What to produce:
Please repeat, from the entries that follow, the lines from the one containing "any network call." through the one containing "again, so a" exactly, adding nothing.

[Data extracted from a collection]
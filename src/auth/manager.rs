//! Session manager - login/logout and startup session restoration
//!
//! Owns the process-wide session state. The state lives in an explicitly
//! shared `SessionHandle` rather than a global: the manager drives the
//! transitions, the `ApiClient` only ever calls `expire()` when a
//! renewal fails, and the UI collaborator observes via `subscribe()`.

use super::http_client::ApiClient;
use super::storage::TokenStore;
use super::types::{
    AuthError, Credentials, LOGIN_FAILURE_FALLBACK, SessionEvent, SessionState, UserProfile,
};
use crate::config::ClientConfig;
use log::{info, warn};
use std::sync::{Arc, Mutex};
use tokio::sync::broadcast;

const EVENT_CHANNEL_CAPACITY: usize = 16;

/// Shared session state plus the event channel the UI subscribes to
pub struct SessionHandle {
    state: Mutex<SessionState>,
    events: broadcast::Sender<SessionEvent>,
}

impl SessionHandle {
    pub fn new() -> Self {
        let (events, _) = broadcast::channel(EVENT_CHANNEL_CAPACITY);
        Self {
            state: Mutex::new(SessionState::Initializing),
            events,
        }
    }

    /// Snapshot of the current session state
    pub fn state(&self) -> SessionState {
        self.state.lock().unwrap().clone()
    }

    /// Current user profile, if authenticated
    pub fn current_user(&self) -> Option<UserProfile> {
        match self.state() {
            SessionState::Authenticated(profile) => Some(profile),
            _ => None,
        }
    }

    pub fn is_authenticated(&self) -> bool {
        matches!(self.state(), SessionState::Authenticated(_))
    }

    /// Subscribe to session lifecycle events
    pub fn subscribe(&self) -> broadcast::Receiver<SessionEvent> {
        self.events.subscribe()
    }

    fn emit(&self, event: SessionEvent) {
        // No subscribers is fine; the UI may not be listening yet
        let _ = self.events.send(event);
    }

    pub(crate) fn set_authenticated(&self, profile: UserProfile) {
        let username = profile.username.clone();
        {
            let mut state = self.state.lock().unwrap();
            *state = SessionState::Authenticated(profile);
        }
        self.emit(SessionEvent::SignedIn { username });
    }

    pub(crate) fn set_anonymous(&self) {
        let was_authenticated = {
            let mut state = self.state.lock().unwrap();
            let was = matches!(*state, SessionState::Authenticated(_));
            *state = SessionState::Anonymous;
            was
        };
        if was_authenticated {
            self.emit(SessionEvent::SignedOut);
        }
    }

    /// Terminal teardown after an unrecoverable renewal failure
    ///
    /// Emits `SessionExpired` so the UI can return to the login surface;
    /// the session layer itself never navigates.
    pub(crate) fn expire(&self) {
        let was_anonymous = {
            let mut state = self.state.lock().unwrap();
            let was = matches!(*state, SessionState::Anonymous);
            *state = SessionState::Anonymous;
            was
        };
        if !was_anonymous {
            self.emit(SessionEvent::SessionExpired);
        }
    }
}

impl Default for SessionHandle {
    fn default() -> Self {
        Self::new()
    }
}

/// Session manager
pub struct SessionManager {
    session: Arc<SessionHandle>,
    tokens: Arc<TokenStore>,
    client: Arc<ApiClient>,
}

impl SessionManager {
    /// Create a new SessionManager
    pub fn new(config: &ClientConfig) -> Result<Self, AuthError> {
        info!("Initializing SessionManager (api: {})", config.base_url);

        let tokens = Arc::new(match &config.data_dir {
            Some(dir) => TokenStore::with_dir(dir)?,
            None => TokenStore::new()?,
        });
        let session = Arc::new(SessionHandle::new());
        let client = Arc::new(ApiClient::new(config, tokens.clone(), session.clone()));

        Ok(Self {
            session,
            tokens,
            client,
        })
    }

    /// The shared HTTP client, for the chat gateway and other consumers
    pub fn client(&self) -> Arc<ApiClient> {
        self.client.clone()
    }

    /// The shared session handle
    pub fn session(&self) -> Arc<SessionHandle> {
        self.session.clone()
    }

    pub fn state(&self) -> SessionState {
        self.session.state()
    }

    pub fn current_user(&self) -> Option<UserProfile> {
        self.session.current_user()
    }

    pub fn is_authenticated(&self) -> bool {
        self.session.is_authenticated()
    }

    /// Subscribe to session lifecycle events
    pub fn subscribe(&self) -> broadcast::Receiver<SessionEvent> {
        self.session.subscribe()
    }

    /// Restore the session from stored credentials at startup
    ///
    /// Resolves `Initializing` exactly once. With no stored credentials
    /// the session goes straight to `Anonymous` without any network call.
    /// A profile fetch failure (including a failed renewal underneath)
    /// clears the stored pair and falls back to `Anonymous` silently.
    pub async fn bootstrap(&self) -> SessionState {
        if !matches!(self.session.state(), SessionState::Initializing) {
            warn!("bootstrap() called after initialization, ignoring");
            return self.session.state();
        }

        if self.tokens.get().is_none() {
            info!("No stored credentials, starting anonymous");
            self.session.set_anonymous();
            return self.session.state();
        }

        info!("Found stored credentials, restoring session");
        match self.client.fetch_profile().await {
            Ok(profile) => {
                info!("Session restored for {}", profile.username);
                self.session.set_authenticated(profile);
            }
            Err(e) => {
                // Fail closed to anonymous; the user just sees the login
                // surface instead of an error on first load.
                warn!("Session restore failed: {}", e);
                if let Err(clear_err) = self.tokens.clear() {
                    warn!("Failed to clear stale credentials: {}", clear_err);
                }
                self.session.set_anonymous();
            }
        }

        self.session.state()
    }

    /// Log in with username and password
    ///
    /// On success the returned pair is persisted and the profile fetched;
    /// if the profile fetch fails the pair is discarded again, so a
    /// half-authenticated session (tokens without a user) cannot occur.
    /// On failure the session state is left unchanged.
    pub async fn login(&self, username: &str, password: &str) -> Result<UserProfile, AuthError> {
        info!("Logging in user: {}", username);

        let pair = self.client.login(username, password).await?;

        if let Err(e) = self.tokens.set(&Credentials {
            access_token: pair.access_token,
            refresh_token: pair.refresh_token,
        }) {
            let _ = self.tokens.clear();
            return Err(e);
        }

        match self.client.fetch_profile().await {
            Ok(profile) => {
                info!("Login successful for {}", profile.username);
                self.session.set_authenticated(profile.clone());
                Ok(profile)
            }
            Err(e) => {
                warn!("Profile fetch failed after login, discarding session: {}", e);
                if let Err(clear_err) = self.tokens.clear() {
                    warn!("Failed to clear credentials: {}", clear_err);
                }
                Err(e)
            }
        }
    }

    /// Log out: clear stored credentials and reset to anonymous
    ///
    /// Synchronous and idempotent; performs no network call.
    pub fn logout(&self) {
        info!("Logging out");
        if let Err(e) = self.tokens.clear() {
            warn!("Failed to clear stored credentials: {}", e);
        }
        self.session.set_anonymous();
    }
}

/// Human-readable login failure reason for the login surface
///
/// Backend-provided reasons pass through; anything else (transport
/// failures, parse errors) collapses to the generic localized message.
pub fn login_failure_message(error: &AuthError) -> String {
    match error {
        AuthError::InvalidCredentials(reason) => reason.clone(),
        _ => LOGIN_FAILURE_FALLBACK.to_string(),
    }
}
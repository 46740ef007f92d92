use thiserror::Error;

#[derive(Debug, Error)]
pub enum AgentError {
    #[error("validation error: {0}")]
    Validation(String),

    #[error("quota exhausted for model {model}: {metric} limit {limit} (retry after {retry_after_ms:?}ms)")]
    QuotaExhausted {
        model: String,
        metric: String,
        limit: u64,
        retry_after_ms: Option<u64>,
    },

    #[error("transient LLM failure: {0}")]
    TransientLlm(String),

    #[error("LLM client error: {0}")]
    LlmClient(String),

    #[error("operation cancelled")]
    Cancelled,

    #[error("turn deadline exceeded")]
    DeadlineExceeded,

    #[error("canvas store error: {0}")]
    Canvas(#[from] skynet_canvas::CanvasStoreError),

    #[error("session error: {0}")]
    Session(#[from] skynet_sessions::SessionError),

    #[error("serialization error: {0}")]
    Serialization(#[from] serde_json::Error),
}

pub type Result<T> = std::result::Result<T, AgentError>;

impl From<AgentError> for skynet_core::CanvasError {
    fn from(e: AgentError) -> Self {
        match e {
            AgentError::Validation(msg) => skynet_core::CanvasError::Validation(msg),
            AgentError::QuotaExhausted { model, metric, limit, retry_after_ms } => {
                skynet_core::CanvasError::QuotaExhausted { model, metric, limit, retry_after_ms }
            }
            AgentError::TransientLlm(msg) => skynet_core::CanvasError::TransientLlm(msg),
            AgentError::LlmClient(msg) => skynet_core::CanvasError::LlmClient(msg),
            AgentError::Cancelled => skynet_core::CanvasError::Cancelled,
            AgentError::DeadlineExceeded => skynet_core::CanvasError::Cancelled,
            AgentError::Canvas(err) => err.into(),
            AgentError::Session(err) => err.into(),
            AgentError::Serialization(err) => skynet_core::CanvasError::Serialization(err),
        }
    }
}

The answer:
    /// the session goes straight to `Anonymous` without any network call.
    /// A profile fetch failure (including a failed renewal underneath)
    /// clears the stored pair and falls back to `Anonymous` silently.
    pub async fn bootstrap(&self) -> SessionState {
        if !matches!(self.session.state(), SessionState::Initializing) {
            warn!("bootstrap() called after initialization, ignoring");
            return self.session.state();
        }

        if self.tokens.get().is_none() {
            info!("No stored credentials, starting anonymous");
            self.session.set_anonymous();
            return self.session.state();
        }

        info!("Found stored credentials, restoring session");
        match self.client.fetch_profile().await {
            Ok(profile) => {
                info!("Session restored for {}", profile.username);
                self.session.set_authenticated(profile);
            }
            Err(e) => {
                // Fail closed to anonymous; the user just sees the login
                // surface instead of an error on first load.
                warn!("Session restore failed: {}", e);
                if let Err(clear_err) = self.tokens.clear() {
                    warn!("Failed to clear stale credentials: {}", clear_err);
                }
                self.session.set_anonymous();
            }
        }

        self.session.state()
    }

    /// Log in with username and password
    ///
    /// On success the returned pair is persisted and the profile fetched;
    /// if the profile fetch fails the pair is discarded again, so a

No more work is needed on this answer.